** TO DO **
Among the entries below, find the lines holding "input" and copy them.

** Collected data **

//! Straight connector arrows and their SVG marker definitions.

use std::collections::BTreeMap;

use svg::node::element as svg_element;

use crate::{
    color::Color,
    draw::{SvgNode, StrokeDefinition},
    geometry::Point,
};

/// A straight arrow with a head at its destination end.
#[derive(Debug, Clone)]
pub struct Arrow<'a> {
    stroke: &'a StrokeDefinition,
}

impl<'a> Arrow<'a> {
    pub fn new(stroke: &'a StrokeDefinition) -> Self {
        Self { stroke }
    }

    pub fn stroke(&self) -> &StrokeDefinition {
        self.stroke
    }

    fn render_to_svg(&self, source: Point, destination: Point) -> SvgNode {
        let path = svg_element::Path::new()
            .set("d", create_path_data_from_points(source, destination))
            .set("fill", "none");

        let path = crate::apply_stroke!(path, self.stroke)
            .set("marker-end", format!("url(#{})", marker_id(self.stroke.color())));

        Box::new(path)
    }
}

/// Renders arrows and remembers which head markers they reference.
///
/// Markers are keyed by color, so every distinct arrow color yields exactly
/// one `<marker>` in [`ArrowDrawer::draw_marker_definitions`].
#[derive(Debug, Default)]
pub struct ArrowDrawer {
    heads: BTreeMap<String, Color>,
}

impl ArrowDrawer {
    pub fn new() -> Self {
        Self::default()
    }

    /// Draws an arrow from `source` to `destination` and registers its marker.
    pub fn draw_arrow(&mut self, arrow: &Arrow, source: Point, destination: Point) -> SvgNode {
        let color = arrow.stroke().color();
        self.heads.insert(marker_id(color), color);
        arrow.render_to_svg(source, destination)
    }

    /// Returns `true` if no arrow has been drawn yet.
    pub fn is_empty(&self) -> bool {
        self.heads.is_empty()
    }

    /// Generates a `<defs>` element holding one marker per registered color.
    pub fn draw_marker_definitions(&self) -> SvgNode {
        let mut defs = svg_element::Definitions::new();
        for (id, color) in &self.heads {
            defs = defs.add(create_arrow_head(id, *color));
        }
        Box::new(defs)
    }
}

/// Creates a straight path data string between two points.
pub fn create_path_data_from_points(start: Point, end: Point) -> String {
    format!("M {} {} L {} {}", start.x(), start.y(), end.x(), end.y())
}

fn marker_id(color: Color) -> String {
    format!("arrow-head-{}", color.to_id_safe_string())
}

fn create_arrow_head(id: &str, color: Color) -> svg_element::Marker {
    svg_element::Marker::new()
        .set("id", id)
        .set("viewBox", "0 0 10 10")
        .set("refX", 9)
        .set("refY", 5)
        .set("markerWidth", 5)
        .set("markerHeight", 5)
        .set("orient", "auto")
        .add(
            svg_element::Path::new()
                .set("d", "M 0 0 L 10 5 L 0 10 z")
                .set("fill", color.to_string())
                .set("fill-opacity", color.alpha()),
        )
}
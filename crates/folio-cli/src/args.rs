//! Command-line argument definitions for the Folio CLI.
//!
//! This module defines the [`Args`] structure parsed from the command line
//! using [`clap`]. Global arguments select the configuration file and the
//! logging verbosity; the [`Command`] picks the workflow to run.

use std::path::PathBuf;

use clap::{Parser, Subcommand};

/// Command-line arguments for the Folio publication tool
#[derive(Parser, Debug)]
#[command(author, version, about, long_about = None)]
pub struct Args {
    #[command(subcommand)]
    pub command: Command,

    /// Path to configuration file (TOML)
    #[arg(short, long, global = true)]
    pub config: Option<String>,

    /// Log level (off, error, warn, info, debug, trace)
    #[arg(long, global = true, default_value = "info")]
    pub log_level: String,
}

#[derive(Subcommand, Debug)]
pub enum Command {
    /// Generate MDX previews for every publication under a root directory
    Preview {
        /// Publications root; defaults to the configured root
        root: Option<PathBuf>,
    },

    /// Split a single-file book into one file per chapter
    Split {
        /// Book directory, relative to the publications root
        book: PathBuf,

        /// Publications root; defaults to the configured root
        #[arg(long)]
        root: Option<PathBuf>,
    },

    /// Render a TOML diagram description to SVG or PNG
    Diagram {
        /// Path to the diagram description
        input: PathBuf,

        /// Output file; a `.png` extension selects PNG output
        #[arg(short, long, default_value = "out.svg")]
        output: PathBuf,
    },
}

#[cfg(test)]
mod tests {
    use super::*;

    #[test]
    fn test_diagram_defaults() {
        let args = Args::parse_from(["folio", "diagram", "pipeline.toml"]);
        assert_eq!(args.log_level, "info");
        assert!(args.config.is_none());
        let Command::Diagram { input, output } = args.command else {
            panic!("expected the diagram command");
        };
        assert_eq!(input, PathBuf::from("pipeline.toml"));
        assert_eq!(output, PathBuf::from("out.svg"));
    }

    #[test]
    fn test_global_options_after_subcommand() {
        let args = Args::parse_from([
            "folio",
            "split",
            "awakening",
            "--root",
            "pubs",
            "--log-level",
            "debug",
            "-c",
            "folio.toml",
        ]);
        assert_eq!(args.log_level, "debug");
        assert_eq!(args.config.as_deref(), Some("folio.toml"));
        assert!(matches!(
            args.command,
            Command::Split { ref book, root: Some(ref root) }
                if book == &PathBuf::from("awakening") && root == &PathBuf::from("pubs")
        ));
    }

    #[test]
    fn test_preview_root_is_optional() {
        let args = Args::parse_from(["folio", "preview"]);
        assert!(matches!(args.command, Command::Preview { root: None }));
    }
}
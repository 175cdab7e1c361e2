//! Preview document assembly.
//!
//! Papers get a preview made of their abstract and introduction. Books,
//! which usually have neither, fall back to their table of contents with a
//! pointer to the full PDF.

use log::debug;

use crate::{normalize::normalize, section::extract_section};

const PART_SEPARATOR: &str = "\n\n---\n\n";

const BOOK_FOOTER: &str = "*Download the full book PDF to explore these topics in depth.*";

#[derive(Debug, Clone, Copy, PartialEq, Eq)]
pub enum PreviewKind {
    /// Abstract and/or introduction.
    Paper,
    /// Table of contents.
    Book,
}

/// An assembled MDX preview.
#[derive(Debug, Clone, PartialEq, Eq)]
pub struct Preview {
    pub kind: PreviewKind,
    pub content: String,
}

/// Extracts a section, treating an empty body like a missing one.
fn non_empty_section(text: &str, title: &str) -> Option<String> {
    extract_section(text, title).filter(|body| !body.is_empty())
}

/// Builds the preview for a publication.
///
/// The abstract always comes from `index`. The introduction comes from
/// `introduction` when that document is given (even if it lacks the
/// section), otherwise from `index`. When neither part exists the
/// `Table of Contents` section of `index` is used; `None` means there was
/// nothing to preview.
///
/// ```
/// use folio_text::preview::{build_preview, PreviewKind};
///
/// let index = "# Abstract\n\nHello world.\n\n# Introduction\n\nThis is the intro.\n";
/// let preview = build_preview(index, None).unwrap();
/// assert_eq!(preview.kind, PreviewKind::Paper);
/// assert_eq!(
///     preview.content,
///     "## Abstract\n\nHello world.\n\n---\n\n## Introduction\n\nThis is the intro."
/// );
/// ```
pub fn build_preview(index: &str, introduction: Option<&str>) -> Option<Preview> {
    let abstract_text = non_empty_section(index, "Abstract");
    let intro_text = non_empty_section(introduction.unwrap_or(index), "Introduction");
    debug!(
        has_abstract = abstract_text.is_some(),
        has_introduction = intro_text.is_some();
        "Extracted preview sections"
    );

    if abstract_text.is_none() && intro_text.is_none() {
        let toc = non_empty_section(index, "Table of Contents")?;
        let content = format!(
            "## Table of Contents\n\n{}{PART_SEPARATOR}{BOOK_FOOTER}",
            normalize(&toc)
        );
        return Some(Preview {
            kind: PreviewKind::Book,
            content,
        });
    }

    let parts: Vec<String> = [("Abstract", abstract_text), ("Introduction", intro_text)]
        .into_iter()
        .filter_map(|(heading, body)| body.map(|body| format!("## {heading}\n\n{}", normalize(&body))))
        .collect();

    Some(Preview {
        kind: PreviewKind::Paper,
        content: parts.join(PART_SEPARATOR),
    })
}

** TASK RESULT **
        input: PathBuf,
        let Command::Diagram { input, output } = args.command else {
        assert_eq!(input, PathBuf::from("pipeline.toml"));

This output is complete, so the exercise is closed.